## Entries supplied
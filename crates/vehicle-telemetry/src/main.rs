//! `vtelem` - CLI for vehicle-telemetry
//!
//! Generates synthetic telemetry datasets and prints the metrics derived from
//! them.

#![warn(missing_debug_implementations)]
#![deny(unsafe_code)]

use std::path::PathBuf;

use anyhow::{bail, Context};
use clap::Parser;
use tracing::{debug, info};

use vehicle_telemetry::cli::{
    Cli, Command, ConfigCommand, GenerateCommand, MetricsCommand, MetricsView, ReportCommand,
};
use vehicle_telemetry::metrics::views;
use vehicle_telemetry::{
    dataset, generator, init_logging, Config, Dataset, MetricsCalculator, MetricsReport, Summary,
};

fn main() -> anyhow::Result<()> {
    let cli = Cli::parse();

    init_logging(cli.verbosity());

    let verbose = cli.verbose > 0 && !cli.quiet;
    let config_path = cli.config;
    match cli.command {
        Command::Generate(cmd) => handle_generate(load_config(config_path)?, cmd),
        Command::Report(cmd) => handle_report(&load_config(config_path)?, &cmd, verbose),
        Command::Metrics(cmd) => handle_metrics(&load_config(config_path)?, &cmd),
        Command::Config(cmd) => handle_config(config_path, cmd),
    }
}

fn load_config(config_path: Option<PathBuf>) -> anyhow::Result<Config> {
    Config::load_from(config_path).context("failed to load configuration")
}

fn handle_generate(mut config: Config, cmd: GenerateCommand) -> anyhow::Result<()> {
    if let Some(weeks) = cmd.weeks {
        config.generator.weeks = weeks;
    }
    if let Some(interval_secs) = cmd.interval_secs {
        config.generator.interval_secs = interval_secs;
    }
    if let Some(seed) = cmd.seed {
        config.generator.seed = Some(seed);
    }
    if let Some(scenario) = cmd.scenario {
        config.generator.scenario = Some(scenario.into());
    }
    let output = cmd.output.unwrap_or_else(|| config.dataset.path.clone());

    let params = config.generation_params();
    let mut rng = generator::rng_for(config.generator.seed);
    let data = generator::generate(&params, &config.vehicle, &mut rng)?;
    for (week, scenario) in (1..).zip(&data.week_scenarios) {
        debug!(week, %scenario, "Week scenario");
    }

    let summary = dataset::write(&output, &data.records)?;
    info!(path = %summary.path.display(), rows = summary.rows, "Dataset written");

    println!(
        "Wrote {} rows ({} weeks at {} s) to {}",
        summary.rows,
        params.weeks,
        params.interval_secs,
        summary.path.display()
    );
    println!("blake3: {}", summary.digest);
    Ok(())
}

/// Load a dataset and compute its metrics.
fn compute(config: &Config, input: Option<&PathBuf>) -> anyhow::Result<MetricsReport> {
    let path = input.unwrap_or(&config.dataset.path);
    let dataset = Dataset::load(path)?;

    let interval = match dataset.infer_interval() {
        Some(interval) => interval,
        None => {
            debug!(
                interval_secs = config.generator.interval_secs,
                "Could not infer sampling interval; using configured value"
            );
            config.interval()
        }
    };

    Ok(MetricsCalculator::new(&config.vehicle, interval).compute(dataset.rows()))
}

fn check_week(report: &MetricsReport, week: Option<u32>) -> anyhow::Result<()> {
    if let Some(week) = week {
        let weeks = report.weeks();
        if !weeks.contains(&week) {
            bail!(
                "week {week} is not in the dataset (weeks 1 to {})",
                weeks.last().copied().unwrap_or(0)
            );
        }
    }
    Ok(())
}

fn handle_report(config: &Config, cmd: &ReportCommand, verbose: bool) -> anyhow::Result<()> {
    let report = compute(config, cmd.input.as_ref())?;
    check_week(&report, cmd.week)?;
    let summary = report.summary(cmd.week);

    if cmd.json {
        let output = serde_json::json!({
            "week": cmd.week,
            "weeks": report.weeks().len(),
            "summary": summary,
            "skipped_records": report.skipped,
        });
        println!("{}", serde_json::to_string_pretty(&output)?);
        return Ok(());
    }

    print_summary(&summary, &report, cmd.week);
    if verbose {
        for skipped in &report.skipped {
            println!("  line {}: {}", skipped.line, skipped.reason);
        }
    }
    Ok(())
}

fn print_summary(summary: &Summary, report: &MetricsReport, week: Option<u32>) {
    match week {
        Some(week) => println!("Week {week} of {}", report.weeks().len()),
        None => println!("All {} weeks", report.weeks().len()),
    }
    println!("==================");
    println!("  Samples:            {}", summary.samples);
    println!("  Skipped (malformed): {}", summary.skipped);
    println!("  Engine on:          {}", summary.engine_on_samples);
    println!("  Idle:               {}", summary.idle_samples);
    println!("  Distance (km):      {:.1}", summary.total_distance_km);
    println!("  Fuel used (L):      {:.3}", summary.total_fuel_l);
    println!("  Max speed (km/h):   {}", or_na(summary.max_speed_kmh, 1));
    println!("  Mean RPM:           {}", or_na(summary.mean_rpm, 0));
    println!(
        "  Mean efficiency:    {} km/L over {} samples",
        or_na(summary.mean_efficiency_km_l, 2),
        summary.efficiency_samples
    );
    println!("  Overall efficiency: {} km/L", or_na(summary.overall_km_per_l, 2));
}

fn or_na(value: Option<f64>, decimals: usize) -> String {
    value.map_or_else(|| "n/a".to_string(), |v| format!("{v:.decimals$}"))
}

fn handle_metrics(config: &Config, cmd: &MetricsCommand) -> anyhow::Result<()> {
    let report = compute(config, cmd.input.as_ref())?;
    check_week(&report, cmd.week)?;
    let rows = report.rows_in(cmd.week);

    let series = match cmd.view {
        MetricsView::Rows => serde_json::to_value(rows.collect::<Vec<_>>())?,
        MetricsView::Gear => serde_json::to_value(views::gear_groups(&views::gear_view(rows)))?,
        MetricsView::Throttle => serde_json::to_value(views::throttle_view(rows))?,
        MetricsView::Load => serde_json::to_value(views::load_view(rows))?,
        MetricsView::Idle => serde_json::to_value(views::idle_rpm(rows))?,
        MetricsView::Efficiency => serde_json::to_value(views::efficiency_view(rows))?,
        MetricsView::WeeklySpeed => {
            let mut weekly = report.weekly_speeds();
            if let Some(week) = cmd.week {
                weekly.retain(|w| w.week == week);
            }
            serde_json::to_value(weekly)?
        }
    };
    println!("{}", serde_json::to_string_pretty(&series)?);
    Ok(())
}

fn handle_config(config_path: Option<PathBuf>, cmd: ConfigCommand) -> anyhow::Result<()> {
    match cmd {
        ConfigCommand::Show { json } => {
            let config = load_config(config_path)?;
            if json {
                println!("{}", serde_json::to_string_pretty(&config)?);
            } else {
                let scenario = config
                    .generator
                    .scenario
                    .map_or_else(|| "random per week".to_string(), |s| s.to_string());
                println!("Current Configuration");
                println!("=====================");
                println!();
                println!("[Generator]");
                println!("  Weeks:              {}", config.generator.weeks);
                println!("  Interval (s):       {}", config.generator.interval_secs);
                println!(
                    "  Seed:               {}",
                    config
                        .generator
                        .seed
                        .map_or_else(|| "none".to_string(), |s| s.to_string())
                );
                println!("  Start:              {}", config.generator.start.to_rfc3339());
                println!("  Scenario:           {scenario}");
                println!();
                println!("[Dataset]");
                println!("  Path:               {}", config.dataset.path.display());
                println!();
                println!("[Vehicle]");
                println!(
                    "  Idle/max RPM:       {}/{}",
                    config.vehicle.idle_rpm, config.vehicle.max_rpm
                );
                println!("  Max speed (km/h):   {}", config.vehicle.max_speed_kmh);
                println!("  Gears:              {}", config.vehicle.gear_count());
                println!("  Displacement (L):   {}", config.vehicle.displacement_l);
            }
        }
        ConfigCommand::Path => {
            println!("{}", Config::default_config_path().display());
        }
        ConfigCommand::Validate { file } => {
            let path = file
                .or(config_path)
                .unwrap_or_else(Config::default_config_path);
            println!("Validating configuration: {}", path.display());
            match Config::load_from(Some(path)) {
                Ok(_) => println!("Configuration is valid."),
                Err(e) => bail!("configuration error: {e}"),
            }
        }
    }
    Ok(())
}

## Problem description
In the listing above, find the lines holding the word "compute" and copy them.

## Answer for this exercise
/// Load a dataset and compute its metrics.
fn compute(config: &Config, input: Option<&PathBuf>) -> anyhow::Result<MetricsReport> {
    Ok(MetricsCalculator::new(&config.vehicle, interval).compute(dataset.rows()))
    let report = compute(config, cmd.input.as_ref())?;
    let report = compute(config, cmd.input.as_ref())?;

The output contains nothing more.